Input delays are typically caused when a user tries to interact with the page while the main thread is busy and unable to respond right away. On a server-side rendered page, the hydration process can take up a lot of space on the main thread. To improve the FID as well as the user experience, our goal is to reduce and split the work on the main thread into smaller tasks so that the user can start interacting with the page sooner and that the browser can handle these interactions as quickly as possible. That’s where hydration strategies come into play.
When it comes to client side hydration there are two characteristics that are pretty unfortunate. One is we render on the server, and now we basically need to re-render it again in the browser to hydrate everything. The second is we tend to send everything across the wire twice. Once as HTML and once in JavaScript.
Generally it gets sent across in 3 forms:
- The Template - component code/static templates
- The Data - the data we use to fill our template
- The Realized View - the final HTML
The template views are both in your bundled JavaScript and rendered HTML, and the data is present both as usually a script tag rendered into the page and also in part in the final HTML.
With client rendering we just sent the template, and requested the data to render it. There is no duplication. However, we are at the mercy of the network loading the JavaScript bundle before we can show anything.
So having the realized HTML from the server is where we get all the benefits of server rendering. It lets us not be at the mercy of JavaScript loading times to display our site. But how do we combat the inherent extra overhead that comes from server rendering?
How does SSR work?
In SSR, data is fetched, and the HTML is generated from the React components on the server. The HTML is then sent out to the client.
Here are the steps which are followed during SSR:
- Data is fetched for the entire application on the server
- The HTML is generated for the entire application from the React components on the server, which is then sent to the client.
- On the client (browser), the JavaScript code is loaded for the entire application
- The JavaScript logic is then connected to the server-generated HTML for the entire application. This process is called Hydration. It makes the site interactive.
React 18: Streaming HTML and Selective Hydration
React 18 offers two major features for SSR:
- Streaming HTML
- Selective Hydration
Streaming HTML
lets you start emitting HTML as early as you’d like, streaming HTML for additional content together with the script tags that put them in the right places.
Selective Hydration:
This lets you start hydrating your app as early as possible, before the rest of the HTML and the JavaScript code are fully downloaded. It also prioritizes hydrating the parts the user is interacting with, creating an illusion of instant hydration.
- You no longer have to wait for all the data to load on the server before sending HTML. Instead, you start sending HTML as soon as you have enough to show a shell of the app, and stream the rest of the HTML as it’s ready.
- You no longer have to wait for all JavaScript to load to start hydrating. Instead, you can use code splitting together with server rendering. The server HTML will be preserved, and React will hydrate it when the associated code loads.

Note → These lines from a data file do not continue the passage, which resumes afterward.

impl NewAlertRule {
    pub fn into_rule(self, tenant_id: impl Into<String>) -> AlertRule {
        AlertRule {
            id: Uuid::new_v4(),
            tenant_id: tenant_id.into(),
            name: self.name,
            failure_type: self.failure_type,
            node_name: self.node_name,
            webhook_url: self.webhook_url,
            created_at: Utc::now(),
        }
    }
}

// =============================================================================
// Filters
// =============================================================================

/// Position in an ascending `(timestamp, insertion order)` event scan.
#[derive(Debug, Clone, Copy, PartialEq, Eq, PartialOrd, Ord)]
pub struct EventCursor {
    pub timestamp: DateTime<Utc>,
    pub seq: i64,
}

/// One page of a keyset scan.
#[derive(Debug, Clone, Default)]
pub struct EventPage {
    pub events: Vec<Event>,
    /// Start of the next page; `None` once the scan is exhausted.
    pub next: Option<EventCursor>,
}

/// Predicates for reading events. Unset fields match everything.
#[derive(Debug, Clone, Default)]
pub struct EventFilter {
    pub execution_id: Option<String>,
    pub status: Option<String>,
    pub node_name: Option<String>,
    pub cluster_id: Option<String>,
    /// Only events that carry any `cluster_id`.
    pub has_cluster: bool,
    pub start: Option<DateTime<Utc>>,
    pub end: Option<DateTime<Utc>>,
    /// Case-insensitive substring over the serialized payload.
    pub search_text: Option<String>,
    /// Equality on stringified top-level payload fields.
    pub attributes: Vec<(String, String)>,
    pub order: SortOrder,
}

impl EventFilter {
    pub fn matches(&self, event: &Event) -> bool {
        if self
            .execution_id
            .as_ref()
            .is_some_and(|id| event.execution_id.as_ref() != Some(id))
        {
            return false;
        }
        if self
            .status
            .as_ref()
            .is_some_and(|s| event.status.as_ref() != Some(s))
        {
            return false;
        }
        if self
            .cluster_id
            .as_ref()
            .is_some_and(|c| event.cluster_id.as_ref() != Some(c))
        {
            return false;
        }
        if self.has_cluster && event.cluster_id.is_none() {
            return false;
        }
        if self.start.is_some_and(|start| event.timestamp < start)
            || self.end.is_some_and(|end| event.timestamp > end)
        {
            return false;
        }
        if let Some(name) = &self.node_name
            && !event
                .nodes()
                .iter()
                .any(|node| graph::node_name(node) == Some(name.as_str()))
        {
            return false;
        }
        if let Some(text) = &self.search_text {
            let haystack = serde_json::to_string(&event.payload)
                .unwrap_or_default()
                .to_lowercase();
            if !haystack.contains(&text.to_lowercase()) {
                return false;
            }
        }
        self.attributes.iter().all(|(key, expected)| {
            event
                .payload
                .get(key)
                .is_some_and(|value| stringify(value) == *expected)
        })
    }
}
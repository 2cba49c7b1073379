//! TemporalLayr - execution-trace ingestion and live distribution engine.
//!
//! Accepts batches of arbitrary execution-trace events per tenant, persists
//! them, detects failures against built-in heuristics and tenant rules,
//! deduplicates recurring failures into incidents, fires webhook alerts and
//! streams live frames to subscribed viewers. The producer never waits on
//! storage and no partial failure takes the process down.
//!
//! # Architecture
//!
//! - **Ingestion**: bounded queue, size/time batching, retained-batch retry
//! - **Detection**: [`FailureDetector`] heuristics and the tenant [`RuleEngine`]
//! - **Incidents**: fingerprint dedup in the Storage Port
//! - **Alerts**: supervised webhook delivery with backoff
//! - **Fanout**: per-subscriber bounded queues, drop-oldest backpressure
//! - **Query**: timeout-guarded search and time-bucketed aggregation
//!
//! # Example
//!
//! ```rust,ignore
//! use temporallayr::{
//!     AlertDispatcher, EventStream, FailureDetector, FanoutBroadcaster, IngestionPipeline,
//!     PipelineConfig, PipelineDeps, RuleEngine, RuleStore, StorageBuilder,
//! };
//!
//! let storage = StorageBuilder::new("memory:").build().await?;
//! let deps = PipelineDeps {
//!     storage: storage.clone(),
//!     rules: RuleEngine::new(RuleStore::new(storage.clone())),
//!     detector: FailureDetector::new(),
//!     alerts: AlertDispatcher::new(storage.clone(), Default::default())?,
//!     fanout: FanoutBroadcaster::default(),
//!     stream: EventStream::default(),
//! };
//! let pipeline = IngestionPipeline::start(PipelineConfig::default(), deps);
//! pipeline.enqueue("acme", vec![serde_json::json!({"execution_id": "e1", "status": "OK"})])?;
//! pipeline.stop().await;
//! ```

pub mod alert;
pub mod backoff;
pub mod config;
pub mod detector;
pub mod fanout;
pub mod graph;
pub mod ingest;
pub mod query;
pub mod rules;
pub mod server;
pub mod storage;
pub mod stream;
pub mod task;

pub use alert::{AlertConfig, AlertDispatcher, AlertError, AlertStats};
pub use backoff::BackoffPolicy;
pub use config::{AppConfig, ConfigError};
pub use detector::FailureDetector;
pub use fanout::{FanoutBroadcaster, FanoutConfig, FrameSink, StreamFrame, SubscriptionFilter};
pub use ingest::{IngestError, IngestionPipeline, PipelineConfig, PipelineDeps, PipelineStats};
pub use query::{QueryEngine, QueryRequest, QueryResult, TimeseriesAggregator};
pub use rules::{RuleEngine, RuleStore};
pub use storage::{MemoryStore, StorageBuilder, StorageError, StoragePort};
pub use stream::EventStream;
pub use task::TaskRegistry;
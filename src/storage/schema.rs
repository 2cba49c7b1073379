//! Database schema definitions.
//!
//! Timestamps are stored as microseconds since the Unix epoch.

use crate::storage::StorageError;
use crate::storage::db::SqlitePool;

/// Ingested events (append-only).
///
/// Known envelope fields are denormalised into columns for filtering;
/// `payload` keeps the original body as JSON text.
pub const EVENTS_TABLE_DDL: &str = r#"
CREATE TABLE IF NOT EXISTS events (
    seq          INTEGER PRIMARY KEY AUTOINCREMENT,
    tenant_id    TEXT NOT NULL,
    event_id     TEXT,
    execution_id TEXT,
    status       TEXT,
    cluster_id   TEXT,
    duration     REAL,
    ts           INTEGER NOT NULL,
    ingested_at  INTEGER NOT NULL,
    payload      TEXT NOT NULL
)
"#;

pub const EVENTS_INDEX_DDL: &str =
    "CREATE INDEX IF NOT EXISTS idx_events_tenant_ts ON events (tenant_id, ts)";

/// Node names per event, for `node_name` filters.
pub const EVENT_NODES_TABLE_DDL: &str = r#"
CREATE TABLE IF NOT EXISTS event_nodes (
    event_seq INTEGER NOT NULL REFERENCES events (seq),
    name      TEXT NOT NULL
)
"#;

pub const EVENT_NODES_INDEX_DDL: &str =
    "CREATE INDEX IF NOT EXISTS idx_event_nodes_seq ON event_nodes (event_seq, name)";

/// Deduplicated incidents.
pub const INCIDENTS_TABLE_DDL: &str = r#"
CREATE TABLE IF NOT EXISTS incidents (
    id               TEXT PRIMARY KEY,
    tenant_id        TEXT NOT NULL,
    execution_id     TEXT NOT NULL,
    ts               INTEGER NOT NULL,
    failure_type     TEXT NOT NULL,
    node_name        TEXT NOT NULL,
    summary          TEXT NOT NULL,
    fingerprint      TEXT NOT NULL,
    occurrence_count INTEGER NOT NULL DEFAULT 1
)
"#;

pub const INCIDENTS_INDEX_DDL: &str = "CREATE INDEX IF NOT EXISTS idx_incidents_fingerprint \
     ON incidents (tenant_id, fingerprint, ts)";

/// Tenant rules. Condition and actions are JSON documents.
pub const RULES_TABLE_DDL: &str = r#"
CREATE TABLE IF NOT EXISTS rules (
    id         TEXT PRIMARY KEY,
    tenant_id  TEXT NOT NULL,
    name       TEXT NOT NULL,
    enabled    INTEGER NOT NULL DEFAULT 1,
    priority   INTEGER NOT NULL DEFAULT 0,
    condition  TEXT NOT NULL,
    actions    TEXT NOT NULL,
    created_at INTEGER NOT NULL
)
"#;

/// Webhook routing rules.
pub const ALERT_RULES_TABLE_DDL: &str = r#"
CREATE TABLE IF NOT EXISTS alert_rules (
    id           TEXT PRIMARY KEY,
    tenant_id    TEXT NOT NULL,
    name         TEXT NOT NULL,
    failure_type TEXT NOT NULL,
    node_name    TEXT,
    webhook_url  TEXT,
    created_at   INTEGER NOT NULL
)
"#;

const SCHEMA: [&str; 8] = [
    EVENTS_TABLE_DDL,
    EVENTS_INDEX_DDL,
    EVENT_NODES_TABLE_DDL,
    EVENT_NODES_INDEX_DDL,
    INCIDENTS_TABLE_DDL,
    INCIDENTS_INDEX_DDL,
    RULES_TABLE_DDL,
    ALERT_RULES_TABLE_DDL,
];

/// Initialize the database schema.
///
/// Creates all tables and indexes that don't exist yet.
pub async fn init_schema(pool: &SqlitePool) -> Result<(), StorageError> {
    for ddl in SCHEMA {
        sqlx::query(ddl).execute(pool.inner()).await?;
    }
    Ok(())
}
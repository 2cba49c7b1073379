//! Tenant-wide summaries: busiest node names and the failure rate.

use std::collections::HashMap;

use serde::{Deserialize, Serialize};
use serde_json::Value;

use crate::graph;
use crate::query::timeseries::TimeseriesAggregator;
use crate::storage::{EventFilter, SortOrder};

/// How many node names [`TimeseriesAggregator::top_functions`] reports.
pub const TOP_FUNCTIONS_LIMIT: usize = 10;

#[derive(Debug, Clone, PartialEq, Eq, Serialize, Deserialize)]
pub struct FunctionCount {
    pub name: String,
    pub count: u64,
}

#[derive(Debug, Clone, Default, PartialEq, Serialize, Deserialize)]
pub struct TopFunctions {
    pub items: Vec<FunctionCount>,
    pub partial: bool,
    #[serde(skip_serializing_if = "Option::is_none")]
    pub warning: Option<String>,
}

#[derive(Debug, Clone, Default, PartialEq, Serialize, Deserialize)]
pub struct ErrorSummary {
    pub total_events: u64,
    pub error_events: u64,
    /// Fraction of failed executions, rounded to three places.
    pub error_rate: f64,
    pub partial: bool,
    #[serde(skip_serializing_if = "Option::is_none")]
    pub warning: Option<String>,
}

fn round3(value: f64) -> f64 {
    (value * 1000.0).round() / 1000.0
}

fn all_events() -> EventFilter {
    EventFilter {
        order: SortOrder::Asc,
        ..Default::default()
    }
}

impl TimeseriesAggregator {
    /// The most frequent node names across a tenant's events.
    ///
    /// Only the flat node list is counted; embedded children are not.
    /// Ties are broken by name.
    pub async fn top_functions(&self, tenant_id: &str) -> TopFunctions {
        let mut counts: HashMap<String, u64> = HashMap::new();
        let (scanned, warning) = self
            .scan(tenant_id, &all_events(), |event| {
                let names = graph::node_list(&event.payload)
                    .into_iter()
                    .flatten()
                    .filter_map(Value::as_object)
                    .filter_map(graph::node_name);
                for name in names {
                    *counts.entry(name.to_string()).or_default() += 1;
                }
            })
            .await;

        let mut items: Vec<FunctionCount> = counts
            .into_iter()
            .map(|(name, count)| FunctionCount { name, count })
            .collect();
        items.sort_by(|a, b| b.count.cmp(&a.count).then_with(|| a.name.cmp(&b.name)));
        items.truncate(TOP_FUNCTIONS_LIMIT);

        tracing::debug!(
            tenant_id = %tenant_id,
            events = scanned,
            names = items.len(),
            "Top functions computed"
        );

        TopFunctions {
            items,
            partial: warning.is_some(),
            warning,
        }
    }

    /// Total executions, failed executions and their ratio.
    pub async fn error_summary(&self, tenant_id: &str) -> ErrorSummary {
        let mut total = 0u64;
        let mut errors = 0u64;
        let (_, warning) = self
            .scan(tenant_id, &all_events(), |event| {
                total += 1;
                if event.is_failed() {
                    errors += 1;
                }
            })
            .await;

        let error_rate = if total > 0 {
            round3(errors as f64 / total as f64)
        } else {
            0.0
        };

        ErrorSummary {
            total_events: total,
            error_events: errors,
            error_rate,
            partial: warning.is_some(),
            warning,
        }
    }
}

- You no longer have to wait for all components to hydrate to start interacting with the page. Instead, you can rely on Selective Hydration to prioritize the components the user is interacting with, and hydrate them early.
Below we have some methods:
- Static Routes (No Hydration)
- Lazy-loading the JavaScript (Progressive Hydration)
- Extracting Data from the HTML
- Islands (Partial Hydration)
- Out of Order Hydration
- Server Components
Partial Hydration:
Picture a web page as mostly static HTML that doesn't need to be re-rendered or hydrated in the browser. Inside it there are the few places where a user can interact which we can refer to as our "Islands". This approach is often called Partial Hydration since we only need to hydrate those islands and can skip sending the JavaScript for anything else on the page.
With an app architected this way we only need to serialize the inputs or props to the top level components since we know nothing above them is stateful. We know 100% it can never re-render. That outside of the islands is incapable of change. In so we can solve a lot of the double data problem simply by never sending the data we don't use. If it isn't a top-level input there is no way it can be needed in the browser.
But where do we set the boundaries? Doing it at a component level is reasonable as it is something we as humans can make sense of. But the more granular the islands the more effective they are. When anything under an island can re-render you need to send that code to the browser.
One solution is developing a compiler smart enough to determine state at a sub-component level. In so not only are static branches pruned from our tree but even ones nested under stateful components. But such a compiler would need a specialized Domain Specific Language(DSL) so that it could be analyzed in a cross-module fashion.
More importantly, islands mean server rendering each page on navigation. This multi-page (MPA) approach is the way the web classically works. But it means no client-side transitions and loss of client state on navigation.
Effectively, Partial Hydration is an improved version of our Static Routes above. One where you only pay for the features you use.